Australian sportsman

Cecil Dudley Seddon (3 July 1902 – 18 April 1978) was an Australian sportsman who represented New South Wales in both cricket and rugby league.

==Rugby league==
Seddon played rugby league for the Newtown in the New South Wales Rugby League from 1920 to 1926. He was one of the New South Wales rugby league team's three-quarters in a representative match against Queensland on 5 June 1921.

==Cricket==
Seddon made his first-class cricket debut in a 1926/27 Sheffield Shield match against Queensland. A middle order batsman, Seddon made just six and four.

He had to wait a year to make his next first-class appearance, which came against Tasmania in 1927/28. Seddon again didn't have an impact, making 10 and 22 in his two innings.
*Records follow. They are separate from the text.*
use ratatui::layout::{Constraint, Direction, Layout, Rect};
use ratatui::style::{Color, Modifier, Style};
use ratatui::text::{Line, Span};
use ratatui::widgets::{Block, Borders, Clear, Paragraph, Row, Table};
use ratatui::Frame;

use crate::core::export::CSV_HEADER;
use crate::core::generator::Mode;
use crate::core::pattern::FixedPattern;

use super::app::{App, Field};

const TITLE: &str = " telecrafter — phone number generator ";

pub fn draw(frame: &mut Frame, app: &App) {
    let chunks = Layout::default()
        .direction(Direction::Vertical)
        .constraints([
            Constraint::Length(10),
            Constraint::Min(5),
            Constraint::Length(3),
        ])
        .split(frame.area());

    draw_form(frame, app, chunks[0]);
    draw_results(frame, app, chunks[1]);
    draw_help_bar(frame, chunks[2]);

    if let Some(ref err) = app.error {
        draw_toast(frame, &format!(" ✗ {} ", err), Color::Red);
    } else if let Some(ref msg) = app.notice {
        draw_toast(frame, &format!(" ✓ {} ", msg), Color::Green);
    }
}

fn draw_form(frame: &mut Frame, app: &App, area: Rect) {
    let block = Block::default()
        .title(TITLE)
        .borders(Borders::ALL)
        .border_style(Style::default().fg(Color::DarkGray));
    frame.render_widget(block, area);

    let inner = Rect {
        x: area.x + 2,
        y: area.y + 1,
        width: area.width.saturating_sub(4),
        height: area.height.saturating_sub(2),
    };
    let f = &app.form;
    let fw = inner.width;
    let mut y = inner.y;

    // --- Prefix ---
    draw_selector(frame, inner.x, y, fw, "Prefix (first 4 digits)", &f.prefix.to_string(), f.field == Field::Prefix);
    y += 2;

    // --- Mode ---
    draw_selector(frame, inner.x, y, fw, "Generation mode", f.mode.label(), f.field == Field::Mode);
    y += 2;

    // --- Pattern ---
    if f.mode.uses_pattern() {
        let which = if f.mode == Mode::FixMiddle {
            "Middle digits"
        } else {
            "Last digits"
        };
        let pattern = f.pattern();
        let hint = FixedPattern::sanitize(pattern).remaining_hint();
        let label = format!("{} (0-5){}", which, hint);
        let active = f.field == Field::Pattern;
        let shown = if pattern.is_empty() && !active { "—" } else { pattern };
        draw_text_field(frame, inner.x, y, fw, &label, shown, active);
        if active {
            frame.set_cursor_position((inner.x + label.chars().count() as u16 + 4 + pattern.len() as u16, y));
        }
    }
    y += 2;

    // --- Count ---
    let label = "Number of combinations (max 1,000,000)";
    let active = f.field == Field::Count;
    draw_text_field(frame, inner.x, y, fw, label, &f.count, active);
    if active {
        frame.set_cursor_position((inner.x + label.len() as u16 + 4 + f.count.len() as u16, y));
    }
}

fn label_style(active: bool) -> Style {
    if active {
        Style::default().fg(Color::Yellow).add_modifier(Modifier::BOLD)
    } else {
        Style::default().fg(Color::DarkGray)
    }
}

fn draw_selector(frame: &mut Frame, x: u16, y: u16, w: u16, label: &str, value: &str, active: bool) {
    let marker = if active { "▸" } else { " " };
    let value_style = if active {
        Style::default().fg(Color::Cyan).add_modifier(Modifier::BOLD)
    } else {
        Style::default().fg(Color::Gray)
    };
    let arrows = if active { "  ◂ " } else { "  " };
    let arrows_r = if active { " ▸" } else { "" };
    let widget = Paragraph::new(Line::from(vec![
        Span::styled(format!("{} {}", marker, label), label_style(active)),
        Span::styled(arrows, Style::default().fg(Color::DarkGray)),
        Span::styled(value.to_string(), value_style),
        Span::styled(arrows_r, Style::default().fg(Color::DarkGray)),
    ]));
    frame.render_widget(widget, Rect { x, y, width: w, height: 1 });
}

fn draw_text_field(frame: &mut Frame, x: u16, y: u16, w: u16, label: &str, value: &str, active: bool) {
    let marker = if active { "▸" } else { " " };
    let value_style = if active {
        Style::default().fg(Color::White)
    } else {
        Style::default().fg(Color::Gray)
    };
    let widget = Paragraph::new(Line::from(vec![
        Span::styled(format!("{} {}", marker, label), label_style(active)),
        Span::styled(format!("  {}", value), value_style),
    ]));
    frame.render_widget(widget, Rect { x, y, width: w, height: 1 });
}

fn draw_results(frame: &mut Frame, app: &App, area: Rect) {
    let block = Block::default()
        .borders(Borders::ALL)
        .border_style(Style::default().fg(Color::DarkGray));

    if app.generating {
        let msg = Paragraph::new("Generating...")
            .block(block.title(" Generated Numbers "))
            .style(Style::default().fg(Color::Yellow));
        frame.render_widget(msg, area);
        return;
    }

    if app.results.is_empty() {
        let msg = Paragraph::new("No numbers yet. Press Enter to generate.")
            .block(block.title(" Generated Numbers "))
            .style(Style::default().fg(Color::DarkGray));
        frame.render_widget(msg, area);
        return;
    }

    // Only the visible window is turned into rows; result sets can be large.
    let visible = area.height.saturating_sub(3).max(1) as usize;
    let start = app.selected.saturating_sub(visible - 1);
    let rows: Vec<Row> = app.results.as_slice()[start..]
        .iter()
        .take(visible)
        .enumerate()
        .map(|(i, number)| {
            let style = if start + i == app.selected {
                Style::default().bg(Color::DarkGray).add_modifier(Modifier::BOLD)
            } else {
                Style::default().fg(Color::White)
            };
            Row::new(vec![format!("{:>8}  {}", start + i + 1, number)]).style(style)
        })
        .collect();

    let header = Row::new(vec![format!("{:>8}  {}", "#", CSV_HEADER.to_uppercase())])
        .style(Style::default().fg(Color::DarkGray).add_modifier(Modifier::BOLD));

    let table = Table::new(rows, [Constraint::Min(24)])
        .header(header)
        .block(block.title(format!(" Generated Numbers ({}) ", app.results.len())));
    frame.render_widget(table, area);
}

fn draw_toast(frame: &mut Frame, msg: &str, bg: Color) {
    let area = frame.area();
    let toast_width = (msg.chars().count() as u16).min(area.width.saturating_sub(4));
    let toast_area = Rect {
        x: area.x + (area.width.saturating_sub(toast_width)) / 2,
        y: area.y + area.height.saturating_sub(5),
        width: toast_width,
        height: 1,
    };
    frame.render_widget(Clear, toast_area);
    let widget = Paragraph::new(Span::styled(
        msg.to_string(),
        Style::default().fg(Color::White).bg(bg),
    ));
    frame.render_widget(widget, toast_area);
}

fn draw_help_bar(frame: &mut Frame, area: Rect) {
    let key = |k: &'static str| Span::styled(k, Style::default().fg(Color::Yellow).add_modifier(Modifier::BOLD));
    let help = Line::from(vec![
        key(" Tab"),
        Span::raw(":field  "),
        key("◂ ▸"),
        Span::raw(":select  "),
        key("Enter"),
        Span::raw(":generate  "),
        key("t"),
        Span::raw(":txt  "),
        key("c"),
        Span::raw(":csv  "),
        key("↑↓"),
        Span::raw(":scroll  "),
        key("q"),
        Span::raw(":quit"),
    ]);

    let bar = Paragraph::new(help).block(
        Block::default()
            .borders(Borders::ALL)
            .border_style(Style::default().fg(Color::DarkGray)),
    );
    frame.render_widget(bar, area);
}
The right-hander made three appearances in New South Wales's winning 1928/29 Sheffield Shield campaign. His best performance came against Queensland at the Sydney Cricket Ground, where he made a pair of half centuries (80 and 59). Also that summer, Seddon played a first-class match against Tasmania in Hobart and scored a career best 134. It was his final first-class innings.

==National selector==
Seddon was a selector for the Australia national cricket team from 1954 to 1967.